Problem requirements
Please report how many lines in the data below contain "entering". Nothing besides the number should be written.

Dataset extract
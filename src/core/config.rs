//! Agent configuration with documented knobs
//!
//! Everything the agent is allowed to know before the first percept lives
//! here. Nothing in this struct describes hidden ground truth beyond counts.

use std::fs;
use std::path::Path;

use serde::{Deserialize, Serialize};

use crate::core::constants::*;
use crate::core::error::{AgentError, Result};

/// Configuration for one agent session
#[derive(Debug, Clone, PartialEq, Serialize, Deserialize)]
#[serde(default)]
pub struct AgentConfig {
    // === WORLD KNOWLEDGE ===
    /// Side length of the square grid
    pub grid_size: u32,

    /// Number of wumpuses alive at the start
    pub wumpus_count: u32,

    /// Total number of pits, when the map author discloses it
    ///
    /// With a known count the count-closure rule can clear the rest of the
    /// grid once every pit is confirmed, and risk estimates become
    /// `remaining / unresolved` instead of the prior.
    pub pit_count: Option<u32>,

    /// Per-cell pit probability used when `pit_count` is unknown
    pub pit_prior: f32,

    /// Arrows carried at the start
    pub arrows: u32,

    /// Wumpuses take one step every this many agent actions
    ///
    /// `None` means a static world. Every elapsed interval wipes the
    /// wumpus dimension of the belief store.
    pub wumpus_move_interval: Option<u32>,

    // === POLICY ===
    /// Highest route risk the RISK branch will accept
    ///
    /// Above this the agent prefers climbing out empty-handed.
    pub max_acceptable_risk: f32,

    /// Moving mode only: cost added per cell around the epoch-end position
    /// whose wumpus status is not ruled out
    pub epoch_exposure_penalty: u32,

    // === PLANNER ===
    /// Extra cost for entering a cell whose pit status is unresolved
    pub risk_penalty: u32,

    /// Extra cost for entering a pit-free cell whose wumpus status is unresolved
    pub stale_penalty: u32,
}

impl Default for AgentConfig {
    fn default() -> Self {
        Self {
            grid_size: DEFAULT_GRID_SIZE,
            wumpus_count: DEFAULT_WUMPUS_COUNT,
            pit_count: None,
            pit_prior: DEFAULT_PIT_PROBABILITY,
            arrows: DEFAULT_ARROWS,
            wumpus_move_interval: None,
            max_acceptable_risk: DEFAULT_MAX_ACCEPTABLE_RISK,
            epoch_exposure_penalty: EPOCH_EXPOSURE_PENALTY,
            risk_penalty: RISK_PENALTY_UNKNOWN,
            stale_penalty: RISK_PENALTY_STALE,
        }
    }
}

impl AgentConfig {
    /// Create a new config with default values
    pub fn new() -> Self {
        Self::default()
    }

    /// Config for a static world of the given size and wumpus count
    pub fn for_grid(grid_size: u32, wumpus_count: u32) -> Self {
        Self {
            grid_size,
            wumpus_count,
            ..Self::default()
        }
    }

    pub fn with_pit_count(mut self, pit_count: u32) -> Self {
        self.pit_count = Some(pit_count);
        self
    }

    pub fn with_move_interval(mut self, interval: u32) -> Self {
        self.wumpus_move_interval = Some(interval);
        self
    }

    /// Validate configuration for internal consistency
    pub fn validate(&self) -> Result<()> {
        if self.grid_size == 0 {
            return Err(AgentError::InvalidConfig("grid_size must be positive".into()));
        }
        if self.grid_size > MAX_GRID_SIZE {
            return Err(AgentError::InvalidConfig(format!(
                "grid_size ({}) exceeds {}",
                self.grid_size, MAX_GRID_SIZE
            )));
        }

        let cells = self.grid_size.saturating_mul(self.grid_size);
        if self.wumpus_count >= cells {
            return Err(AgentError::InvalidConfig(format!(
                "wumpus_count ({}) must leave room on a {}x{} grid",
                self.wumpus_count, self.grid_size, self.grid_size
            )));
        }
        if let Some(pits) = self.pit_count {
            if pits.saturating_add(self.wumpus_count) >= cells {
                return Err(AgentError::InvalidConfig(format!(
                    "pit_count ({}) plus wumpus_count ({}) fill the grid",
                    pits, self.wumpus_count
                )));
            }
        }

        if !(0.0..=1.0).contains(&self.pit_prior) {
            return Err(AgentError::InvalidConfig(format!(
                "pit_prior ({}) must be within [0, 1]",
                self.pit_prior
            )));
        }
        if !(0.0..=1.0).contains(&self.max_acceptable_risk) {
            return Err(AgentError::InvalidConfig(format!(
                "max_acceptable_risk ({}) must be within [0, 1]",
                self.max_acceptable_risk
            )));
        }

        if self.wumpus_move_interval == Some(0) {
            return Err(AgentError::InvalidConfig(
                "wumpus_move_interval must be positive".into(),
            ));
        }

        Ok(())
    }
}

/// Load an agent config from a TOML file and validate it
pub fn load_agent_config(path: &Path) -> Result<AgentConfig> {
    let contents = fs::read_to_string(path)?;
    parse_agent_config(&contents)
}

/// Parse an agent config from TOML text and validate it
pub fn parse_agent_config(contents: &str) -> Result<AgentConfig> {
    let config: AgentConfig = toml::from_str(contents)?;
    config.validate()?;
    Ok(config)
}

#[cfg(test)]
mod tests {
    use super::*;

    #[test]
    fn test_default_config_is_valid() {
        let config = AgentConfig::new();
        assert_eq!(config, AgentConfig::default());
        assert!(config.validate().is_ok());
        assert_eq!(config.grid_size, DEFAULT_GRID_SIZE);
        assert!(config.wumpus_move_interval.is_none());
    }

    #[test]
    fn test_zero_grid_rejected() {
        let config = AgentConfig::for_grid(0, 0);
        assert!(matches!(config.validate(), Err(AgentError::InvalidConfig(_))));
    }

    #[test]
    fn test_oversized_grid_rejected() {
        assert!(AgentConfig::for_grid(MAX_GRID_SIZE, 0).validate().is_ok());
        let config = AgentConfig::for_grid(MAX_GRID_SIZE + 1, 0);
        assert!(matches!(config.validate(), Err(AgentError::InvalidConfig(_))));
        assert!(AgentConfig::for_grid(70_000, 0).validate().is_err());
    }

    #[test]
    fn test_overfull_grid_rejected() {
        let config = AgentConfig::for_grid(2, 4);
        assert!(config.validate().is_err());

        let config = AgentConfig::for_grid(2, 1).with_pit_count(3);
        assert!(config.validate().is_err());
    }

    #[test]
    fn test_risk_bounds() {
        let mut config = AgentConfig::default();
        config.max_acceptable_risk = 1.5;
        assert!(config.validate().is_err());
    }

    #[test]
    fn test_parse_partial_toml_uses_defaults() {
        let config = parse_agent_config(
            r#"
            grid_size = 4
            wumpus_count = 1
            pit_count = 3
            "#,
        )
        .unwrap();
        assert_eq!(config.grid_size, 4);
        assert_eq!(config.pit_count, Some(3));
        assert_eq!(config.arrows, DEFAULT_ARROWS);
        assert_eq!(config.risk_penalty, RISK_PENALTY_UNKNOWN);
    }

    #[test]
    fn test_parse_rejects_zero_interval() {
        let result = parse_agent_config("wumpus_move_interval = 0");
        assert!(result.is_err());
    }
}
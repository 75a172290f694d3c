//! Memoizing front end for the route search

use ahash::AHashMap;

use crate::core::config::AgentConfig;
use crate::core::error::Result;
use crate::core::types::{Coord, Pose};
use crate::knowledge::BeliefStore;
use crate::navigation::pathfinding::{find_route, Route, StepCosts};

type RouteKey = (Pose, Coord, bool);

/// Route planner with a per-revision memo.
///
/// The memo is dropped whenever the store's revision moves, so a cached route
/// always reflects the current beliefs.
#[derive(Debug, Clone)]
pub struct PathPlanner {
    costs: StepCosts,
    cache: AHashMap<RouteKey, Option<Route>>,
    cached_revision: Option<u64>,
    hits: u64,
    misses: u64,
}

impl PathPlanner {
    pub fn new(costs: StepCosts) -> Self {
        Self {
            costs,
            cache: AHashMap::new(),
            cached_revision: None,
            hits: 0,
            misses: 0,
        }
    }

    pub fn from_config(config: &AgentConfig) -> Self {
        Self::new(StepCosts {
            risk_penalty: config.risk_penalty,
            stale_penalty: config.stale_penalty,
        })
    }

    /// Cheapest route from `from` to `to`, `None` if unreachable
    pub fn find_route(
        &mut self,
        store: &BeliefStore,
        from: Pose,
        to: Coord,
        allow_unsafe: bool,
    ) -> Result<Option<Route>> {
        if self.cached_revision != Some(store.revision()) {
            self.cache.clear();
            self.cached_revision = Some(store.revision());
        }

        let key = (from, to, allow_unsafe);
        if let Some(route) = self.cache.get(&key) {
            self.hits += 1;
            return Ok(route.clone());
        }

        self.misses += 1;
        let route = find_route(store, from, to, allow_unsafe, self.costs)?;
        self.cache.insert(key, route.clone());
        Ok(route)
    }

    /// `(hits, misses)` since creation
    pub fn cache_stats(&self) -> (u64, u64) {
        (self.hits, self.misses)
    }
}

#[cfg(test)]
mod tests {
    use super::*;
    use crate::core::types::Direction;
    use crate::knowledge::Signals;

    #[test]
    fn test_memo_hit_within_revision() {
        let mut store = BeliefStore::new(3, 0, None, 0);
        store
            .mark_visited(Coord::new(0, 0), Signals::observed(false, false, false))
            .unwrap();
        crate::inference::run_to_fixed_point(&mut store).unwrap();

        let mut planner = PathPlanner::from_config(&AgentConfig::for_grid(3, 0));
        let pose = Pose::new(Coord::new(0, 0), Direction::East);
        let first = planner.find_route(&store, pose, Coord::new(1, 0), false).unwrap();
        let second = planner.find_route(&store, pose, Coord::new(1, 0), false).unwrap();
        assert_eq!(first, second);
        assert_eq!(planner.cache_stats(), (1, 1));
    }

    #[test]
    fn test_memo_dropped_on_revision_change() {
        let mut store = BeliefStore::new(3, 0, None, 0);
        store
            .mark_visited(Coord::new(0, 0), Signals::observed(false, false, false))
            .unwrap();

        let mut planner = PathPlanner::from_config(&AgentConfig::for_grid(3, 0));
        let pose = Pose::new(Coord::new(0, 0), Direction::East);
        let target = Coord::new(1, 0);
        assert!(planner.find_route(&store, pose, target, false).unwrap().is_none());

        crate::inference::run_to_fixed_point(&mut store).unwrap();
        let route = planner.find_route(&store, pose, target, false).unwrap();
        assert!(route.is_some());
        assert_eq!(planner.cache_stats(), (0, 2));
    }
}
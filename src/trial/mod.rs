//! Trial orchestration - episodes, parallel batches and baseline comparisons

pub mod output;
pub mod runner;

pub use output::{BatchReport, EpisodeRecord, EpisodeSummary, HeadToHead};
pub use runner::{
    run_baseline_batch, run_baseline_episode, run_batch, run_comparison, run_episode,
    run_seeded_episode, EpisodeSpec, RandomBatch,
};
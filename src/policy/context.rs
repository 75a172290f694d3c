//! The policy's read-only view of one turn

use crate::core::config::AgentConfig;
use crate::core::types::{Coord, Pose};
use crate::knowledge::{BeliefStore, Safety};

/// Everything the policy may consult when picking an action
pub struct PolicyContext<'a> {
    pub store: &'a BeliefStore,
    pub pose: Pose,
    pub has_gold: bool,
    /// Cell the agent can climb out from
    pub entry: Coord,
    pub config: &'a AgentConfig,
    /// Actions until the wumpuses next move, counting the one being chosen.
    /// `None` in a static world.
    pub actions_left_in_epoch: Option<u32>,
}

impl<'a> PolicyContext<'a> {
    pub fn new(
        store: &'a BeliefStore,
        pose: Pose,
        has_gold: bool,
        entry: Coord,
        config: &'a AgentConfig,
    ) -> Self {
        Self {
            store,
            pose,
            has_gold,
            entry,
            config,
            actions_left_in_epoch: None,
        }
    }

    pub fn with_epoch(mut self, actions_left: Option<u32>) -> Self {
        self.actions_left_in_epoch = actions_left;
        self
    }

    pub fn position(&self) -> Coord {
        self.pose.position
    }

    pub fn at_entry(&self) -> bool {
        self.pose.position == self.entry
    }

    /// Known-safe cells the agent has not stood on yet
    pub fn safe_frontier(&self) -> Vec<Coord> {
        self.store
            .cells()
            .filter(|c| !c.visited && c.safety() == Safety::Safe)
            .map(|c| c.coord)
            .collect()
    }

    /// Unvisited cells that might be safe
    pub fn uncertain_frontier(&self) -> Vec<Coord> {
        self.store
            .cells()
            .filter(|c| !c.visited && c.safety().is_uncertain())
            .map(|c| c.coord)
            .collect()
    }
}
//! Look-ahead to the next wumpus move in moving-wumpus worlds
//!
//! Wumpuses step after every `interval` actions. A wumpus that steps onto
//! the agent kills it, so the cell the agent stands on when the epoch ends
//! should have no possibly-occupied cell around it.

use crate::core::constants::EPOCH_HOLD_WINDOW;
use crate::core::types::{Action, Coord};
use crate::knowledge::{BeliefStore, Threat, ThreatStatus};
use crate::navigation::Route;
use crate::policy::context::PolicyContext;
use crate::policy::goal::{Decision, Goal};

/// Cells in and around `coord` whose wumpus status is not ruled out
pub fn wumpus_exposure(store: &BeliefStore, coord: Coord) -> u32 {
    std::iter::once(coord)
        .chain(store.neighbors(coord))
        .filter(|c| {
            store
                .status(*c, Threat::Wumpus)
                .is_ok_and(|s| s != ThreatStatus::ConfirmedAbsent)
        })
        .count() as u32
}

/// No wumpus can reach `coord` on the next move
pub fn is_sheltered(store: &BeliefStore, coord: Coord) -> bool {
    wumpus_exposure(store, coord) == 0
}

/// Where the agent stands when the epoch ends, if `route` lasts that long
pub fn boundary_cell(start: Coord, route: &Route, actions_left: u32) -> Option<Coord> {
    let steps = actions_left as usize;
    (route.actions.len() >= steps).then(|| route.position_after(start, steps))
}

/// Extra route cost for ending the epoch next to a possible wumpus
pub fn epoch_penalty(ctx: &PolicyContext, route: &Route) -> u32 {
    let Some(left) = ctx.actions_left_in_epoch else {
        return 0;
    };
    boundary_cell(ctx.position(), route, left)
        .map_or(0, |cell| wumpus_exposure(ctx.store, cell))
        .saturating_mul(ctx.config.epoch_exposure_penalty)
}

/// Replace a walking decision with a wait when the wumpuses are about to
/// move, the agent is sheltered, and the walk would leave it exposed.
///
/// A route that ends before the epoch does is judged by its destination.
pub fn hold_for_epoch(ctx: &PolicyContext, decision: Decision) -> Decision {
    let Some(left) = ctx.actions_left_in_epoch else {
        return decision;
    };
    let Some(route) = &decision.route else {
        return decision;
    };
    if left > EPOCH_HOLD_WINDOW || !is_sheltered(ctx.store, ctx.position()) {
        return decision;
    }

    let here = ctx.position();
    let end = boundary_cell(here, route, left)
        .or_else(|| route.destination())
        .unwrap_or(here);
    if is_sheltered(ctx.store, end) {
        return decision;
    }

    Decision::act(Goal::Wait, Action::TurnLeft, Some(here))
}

Task answer
2